Isotopic variation of molecular hydrogen in 20°–375°C hydrothermal fluids as detected by a new analytical method

Abstract

Molecular hydrogen (H2) is one of the most important energy sources for subseafloor chemolithoautotrophic microbial ecosystems in the deep‐sea hydrothermal environments. This study investigated stable isotope ratios of H2 in 20°–375°C hydrothermal fluids to evaluate usefulness of the isotope ratio as a tracer to explore the H2‐metabolisms. Prior to the observation, we developed an improved analytical method for the determination of concentration and stable isotope ratio of H2. This method achieved a relatively high sensitivity with a detection limit of 1 nmol H2 within an analytical error of 10‰ in the δDH2 value.

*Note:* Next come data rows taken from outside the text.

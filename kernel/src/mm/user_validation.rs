//! Validate user-supplied pointers before the kernel dereferences them.
//!
//! Every syscall argument that names a buffer (`cputs`'s string, a
//! `net_try_transmit` frame) passes through here first. A failure here is
//! in a different class than an ordinary [`crate::error::KernelError`]: it
//! means the caller handed the kernel a bad or malicious address, and the
//! dispatcher responds by destroying the environment rather than returning
//! an error code to it.

extern crate alloc;

use alloc::vec::Vec;

use crate::{
    config::{page_align_down, PAGE_SIZE, UTOP},
    mm::{AddressSpace, FrameAllocator, PagePerm},
};

/// A user pointer failed validation: unmapped, insufficiently permissioned,
/// or out of the user range entirely.
#[derive(Debug, Clone, Copy, PartialEq, Eq)]
pub struct UserPtrFault {
    pub addr: usize,
}

/// Confirm that every page touching `[va, va+len)` is mapped in `space`
/// with at least `required`, and that the whole range lies below [`UTOP`].
///
/// A zero-length range is trivially valid provided `va < UTOP`.
pub fn validate_range(
    space: &AddressSpace,
    va: usize,
    len: usize,
    required: PagePerm,
) -> Result<(), UserPtrFault> {
    if va >= UTOP || va.checked_add(len).is_none_or(|end| end > UTOP) {
        return Err(UserPtrFault { addr: va });
    }
    if len == 0 {
        return Ok(());
    }

    let first_page = page_align_down(va);
    let last_page = page_align_down(va + len - 1);
    let mut page = first_page;
    loop {
        match space.lookup(page) {
            Some((_, perm)) if perm.contains(required) => {}
            _ => return Err(UserPtrFault { addr: page }),
        }
        if page == last_page {
            break;
        }
        page += PAGE_SIZE;
    }
    Ok(())
}

/// Validate a range for reading: requires `PRESENT | USER`.
pub fn validate_readable(space: &AddressSpace, va: usize, len: usize) -> Result<(), UserPtrFault> {
    validate_range(space, va, len, PagePerm::PRESENT | PagePerm::USER)
}

/// Validate a range for writing: requires `PRESENT | USER | WRITABLE`.
pub fn validate_writable(space: &AddressSpace, va: usize, len: usize) -> Result<(), UserPtrFault> {
    validate_range(
        space,
        va,
        len,
        PagePerm::PRESENT | PagePerm::USER | PagePerm::WRITABLE,
    )
}

/// Copy `len` bytes out of a validated user range, page by page.
///
/// Callers are expected to have already run [`validate_readable`]; this
/// itself does not check permissions, only that mapped pages exist (an
/// unmapped page is treated as zeros, matching a freshly `page_alloc`'d
/// page that was never mapped at this address).
pub fn read_user_bytes(space: &AddressSpace, frames: &FrameAllocator, va: usize, len: usize) -> Vec<u8> {
    let mut out = alloc::vec![0u8; len];
    let mut cur = va;
    let mut off = 0;
    while off < len {
        let page = page_align_down(cur);
        let page_off = cur - page;
        let chunk = (PAGE_SIZE - page_off).min(len - off);
        if let Some((frame, _)) = space.lookup(page) {
            frames.read(frame, page_off, &mut out[off..off + chunk]);
        }
        cur += chunk;
        off += chunk;
    }
    out
}

/// Copy `data` into a validated user range, page by page. Bytes landing on
/// an unmapped page are silently dropped.
pub fn write_user_bytes(space: &AddressSpace, frames: &FrameAllocator, va: usize, data: &[u8]) {
    let mut cur = va;
    let mut off = 0;
    while off < data.len() {
        let page = page_align_down(cur);
        let page_off = cur - page;
        let chunk = (PAGE_SIZE - page_off).min(data.len() - off);
        if let Some((frame, _)) = space.lookup(page) {
            frames.write(frame, page_off, &data[off..off + chunk]);
        }
        cur += chunk;
        off += chunk;
    }
}

#[cfg(test)]
mod tests {
    use super::*;

    #[test]
    fn empty_range_below_utop_is_valid() {
        let space = AddressSpace::new();
        assert!(validate_readable(&space, 0x1000, 0).is_ok());
    }

    #[test]
    fn unmapped_page_is_rejected() {
        let space = AddressSpace::new();
        assert!(validate_readable(&space, 0x1000, 4).is_err());
    }

    #[test]
    fn mapped_readonly_page_rejects_write() {
        let frames = FrameAllocator::new();
        let frame = frames.alloc().unwrap();
        let mut space = AddressSpace::new();
        space.insert(&frames, 0x1000, frame, PagePerm::PRESENT | PagePerm::USER);

        assert!(validate_readable(&space, 0x1000, 4).is_ok());
        assert!(validate_writable(&space, 0x1000, 4).is_err());
    }

    #[test]
    fn range_spanning_two_pages_requires_both_mapped() {
        let frames = FrameAllocator::new();
        let f1 = frames.alloc().unwrap();
        let mut space = AddressSpace::new();
        space.insert(&frames, 0x0000, f1, PagePerm::PRESENT | PagePerm::USER);

        // Only the first of two touched pages is mapped.
        assert!(validate_readable(&space, PAGE_SIZE - 4, 8).is_err());
    }

    #[test]
    fn address_at_or_above_utop_is_rejected() {
        let space = AddressSpace::new();
        assert!(validate_readable(&space, UTOP, 1).is_err());
    }
}
//! Chat transcript models for the debug/preview panel. Field names follow
//! the wire payloads, which mix snake_case and camelCase; the serde renames
//! pin the exact shapes.

use serde::{Deserialize, Serialize};

/// One file attached to a message.
#[derive(Clone, Serialize, Deserialize, Debug)]
pub struct MessageFile {
    pub id: String,
    pub name: String,
    pub url: Option<String>,
    #[serde(rename = "type")]
    pub file_type: Option<String>,
    pub size: Option<u64>,
}

/// Retrieval citation shown under an answer.
#[derive(Clone, Serialize, Deserialize, Debug)]
pub struct Citation {
    pub id: String,
    pub title: String,
    pub content: String,
    pub url: Option<String>,
}

/// One step of an agent's reasoning, with optional tool round-trip.
#[derive(Clone, Serialize, Deserialize, Debug)]
pub struct AgentThought {
    pub id: String,
    pub tool: Option<String>,
    pub thought: String,
    pub observation: Option<String>,
    pub tool_input: Option<serde_json::Value>,
    pub tool_output: Option<serde_json::Value>,
}

#[derive(Clone, Copy, Serialize, Deserialize, PartialEq, Eq, Debug)]
#[serde(rename_all = "lowercase")]
pub enum WorkflowStepStatus {
    Succeeded,
    Failed,
    Running,
    Pending,
}

/// One node execution inside the per-message workflow trace.
#[derive(Clone, Serialize, Deserialize, Debug)]
pub struct WorkflowProcessStep {
    pub id: String,
    pub title: String,
    pub status: WorkflowStepStatus,
    pub elapsed_time: Option<f64>,
    pub error: Option<String>,
}

/// Files grouped by the workflow variable that produced them.
#[derive(Clone, Serialize, Deserialize, Debug)]
pub struct VarFileGroup {
    #[serde(rename = "varName")]
    pub var_name: String,
    pub list: Vec<MessageFile>,
}

/// Reviewer annotation attached to an answer.
#[derive(Clone, Serialize, Deserialize, Debug)]
pub struct Annotation {
    pub id: String,
    pub content: String,
    #[serde(rename = "authorName")]
    pub author_name: Option<String>,
}

/// Token/latency stats for an answer.
#[derive(Clone, Copy, Serialize, Deserialize, Debug)]
pub struct ChatItemMore {
    pub time: f64,
    pub tokens: u64,
    pub latency: Option<f64>,
}

/// One entry of the transcript, either a question or an answer.
#[derive(Clone, Serialize, Deserialize, Debug)]
pub struct ChatItem {
    pub id: String,
    pub content: String,
    #[serde(rename = "isAnswer")]
    pub is_answer: bool,
    pub message_files: Option<Vec<MessageFile>>,
    pub citation: Option<Vec<Citation>>,
    pub agent_thoughts: Option<Vec<AgentThought>>,
    #[serde(rename = "workflowProcess")]
    pub workflow_process: Option<Vec<WorkflowProcessStep>>,
    #[serde(rename = "allFiles")]
    pub all_files: Option<Vec<VarFileGroup>>,
    pub annotation: Option<Annotation>,
    pub more: Option<ChatItemMore>,
    #[serde(rename = "prevSibling")]
    pub prev_sibling: Option<String>,
    #[serde(rename = "nextSibling")]
    pub next_sibling: Option<String>,
    #[serde(rename = "siblingIndex")]
    pub sibling_index: Option<u32>,
    #[serde(rename = "siblingCount")]
    pub sibling_count: Option<u32>,
}

impl ChatItem {
    /// Minimal item; everything optional stays unset.
    pub fn new(id: impl Into<String>, content: impl Into<String>, is_answer: bool) -> Self {
        ChatItem {
            id: id.into(),
            content: content.into(),
            is_answer,
            message_files: None,
            citation: None,
            agent_thoughts: None,
            workflow_process: None,
            all_files: None,
            annotation: None,
            more: None,
            prev_sibling: None,
            next_sibling: None,
            sibling_index: None,
            sibling_count: None,
        }
    }
}

#[derive(Clone, Copy, Serialize, Deserialize, Debug, Default)]
pub struct FeatureToggle {
    pub enabled: bool,
}

#[derive(Clone, Serialize, Deserialize, Debug, Default)]
pub struct TextToSpeechConfig {
    pub enabled: bool,
    pub voice: Option<String>,
    pub language: Option<String>,
}

/// Per-app chat behavior switches, straight from the app config endpoint.
#[derive(Clone, Serialize, Deserialize, Debug, Default)]
pub struct ChatConfig {
    pub opening_statement: Option<String>,
    pub suggested_questions: Option<Vec<String>>,
    pub speech_to_text: Option<FeatureToggle>,
    pub text_to_speech: Option<TextToSpeechConfig>,
    pub retriever_resource: Option<FeatureToggle>,
    pub sensitive_word_avoidance: Option<FeatureToggle>,
    pub more_like_this: Option<FeatureToggle>,
}

/// Embedded-chat color overrides.
#[derive(Clone, Serialize, Deserialize, Debug)]
#[serde(rename_all = "camelCase")]
pub struct Theme {
    pub primary_color: String,
    pub background_color: String,
    pub text_color: String,
    pub chat_bubble_color_user: String,
    pub chat_bubble_color_assistant: String,
    pub chat_bubble_text_color_user: String,
    pub chat_bubble_text_color_assistant: String,
}

#[derive(Clone, Copy, Serialize, Deserialize, PartialEq, Eq, Debug)]
#[serde(rename_all = "lowercase")]
pub enum LoadingAnimType {
    Text,
    Avatar,
}
// Default panel geometry - these are the single source of truth for initial layout values
pub const DEFAULT_PANEL_WIDTH: f64 = 420.0;
pub const DEFAULT_NODE_PANEL_WIDTH: f64 = 400.0;
pub const DEFAULT_PREVIEW_PANEL_WIDTH: f64 = 400.0;
pub const DEFAULT_OTHER_PANEL_WIDTH: f64 = 400.0;
pub const DEFAULT_BOTTOM_PANEL_WIDTH: f64 = 480.0;
pub const DEFAULT_BOTTOM_PANEL_HEIGHT: f64 = 324.0;
pub const DEFAULT_VARIABLE_INSPECT_PANEL_HEIGHT: f64 = 320.0;

// localStorage keys for layout state that survives a reload. These spellings
// are frozen: values already live under them in user profiles, so correcting
// the "inpsect" typo would silently discard saved heights.
pub const NODE_PANEL_WIDTH_KEY: &str = "workflow-node-panel-width";
pub const PREVIEW_PANEL_WIDTH_KEY: &str = "debug-and-preview-panel-width";
pub const VARIABLE_INSPECT_PANEL_HEIGHT_KEY: &str = "workflow-variable-inpsect-panel-height";
pub const CANVAS_MAXIMIZE_KEY: &str = "workflow-canvas-maximize";

// Toast defaults
pub const DEFAULT_TOAST_DURATION_MS: u32 = 4000;

// Longest run-error excerpt shown in a toast before truncation kicks in
pub const RUN_ERROR_PREVIEW_GRAPHEMES: usize = 160;

// Fallback label for a run that has not finished yet
pub const RUN_LABEL_FALLBACK: &str = "running";
//! Keyboard helpers: platform detection plus the Mac-specific key-name and
//! key-code mappings used when rendering and matching shortcuts.

use lazy_static::lazy_static;
use std::collections::HashMap;

/// Where "what platform is this?" comes from. The browser implementation
/// reports the user agent; tests inject fixed strings.
pub trait HostPlatform {
    fn platform_id(&self) -> String;
}

/// Reads `navigator.userAgent`; empty when there is no window to ask.
pub struct BrowserPlatform;

impl BrowserPlatform {
    pub fn new() -> Self {
        BrowserPlatform
    }
}

impl HostPlatform for BrowserPlatform {
    fn platform_id(&self) -> String {
        web_sys::window()
            .and_then(|w| w.navigator().user_agent().ok())
            .unwrap_or_default()
    }
}

/// Fixed platform string, for tests and non-browser embedding.
pub struct StaticPlatform(pub String);

impl StaticPlatform {
    pub fn new(platform_id: impl Into<String>) -> Self {
        StaticPlatform(platform_id.into())
    }
}

impl HostPlatform for StaticPlatform {
    fn platform_id(&self) -> String {
        self.0.clone()
    }
}

lazy_static! {
    /// Modifier glyphs shown on Mac keyboards.
    static ref SPECIAL_KEY_NAMES: HashMap<&'static str, &'static str> = {
        let mut m = HashMap::new();
        m.insert("ctrl", "\u{2318}");
        m.insert("alt", "\u{2325}");
        m.insert("shift", "\u{21e7}");
        m
    };

    /// Event key codes that differ on Mac keyboards.
    static ref SPECIAL_KEY_CODES: HashMap<&'static str, &'static str> = {
        let mut m = HashMap::new();
        m.insert("ctrl", "meta");
        m
    };
}

/// True when the reported platform mentions "MAC" in any casing.
pub fn is_mac_platform(platform: &dyn HostPlatform) -> bool {
    platform.platform_id().to_uppercase().contains("MAC")
}

/// The name to render for `key` on this platform: Mac swaps the modifier
/// glyphs in, everything else passes through unchanged.
pub fn key_display_name<'a>(platform: &dyn HostPlatform, key: &'a str) -> &'a str {
    if is_mac_platform(platform) {
        if let Some(mapped) = SPECIAL_KEY_NAMES.get(key) {
            return mapped;
        }
    }
    key
}

/// The key code to match events against: Macs route ctrl-combos through the
/// command (meta) key.
pub fn key_code<'a>(platform: &dyn HostPlatform, key: &'a str) -> &'a str {
    if is_mac_platform(platform) {
        if let Some(mapped) = SPECIAL_KEY_CODES.get(key) {
            return mapped;
        }
    }
    key
}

The δDH2 values in the high‐temperature fluids were between −405‰ and −330‰, indicating the achievement of the hydrogen isotopic equilibrium between H2 and H2O at around the hydrothermal end‐member temperature. In contrast, several low‐temperature fluids showed apparently smaller δDH2 values than those in the high‐temperature fluids in spite of a negligible δDH2 change due to fluid‐seawater mixing, suggesting the possibility of δDH2 change in the low‐temperature fluids and the surrounding environments. Since the δDH2 change in low‐temperature environments is not well explained by the very sluggish abiotic thermal isotopic equilibrium between H2 and H2O, it could be associated with (micro)biological H2‐consuming and/or H2‐generating metabolisms that would strongly promote the isotopic equilibrium at low temperatures. Our first detection of the δDH2 variation in deep‐sea hydrothermal systems presents the availability of the δDH2 value as a new tracer for microbes whose enzymes catalyze D/H exchange in H2.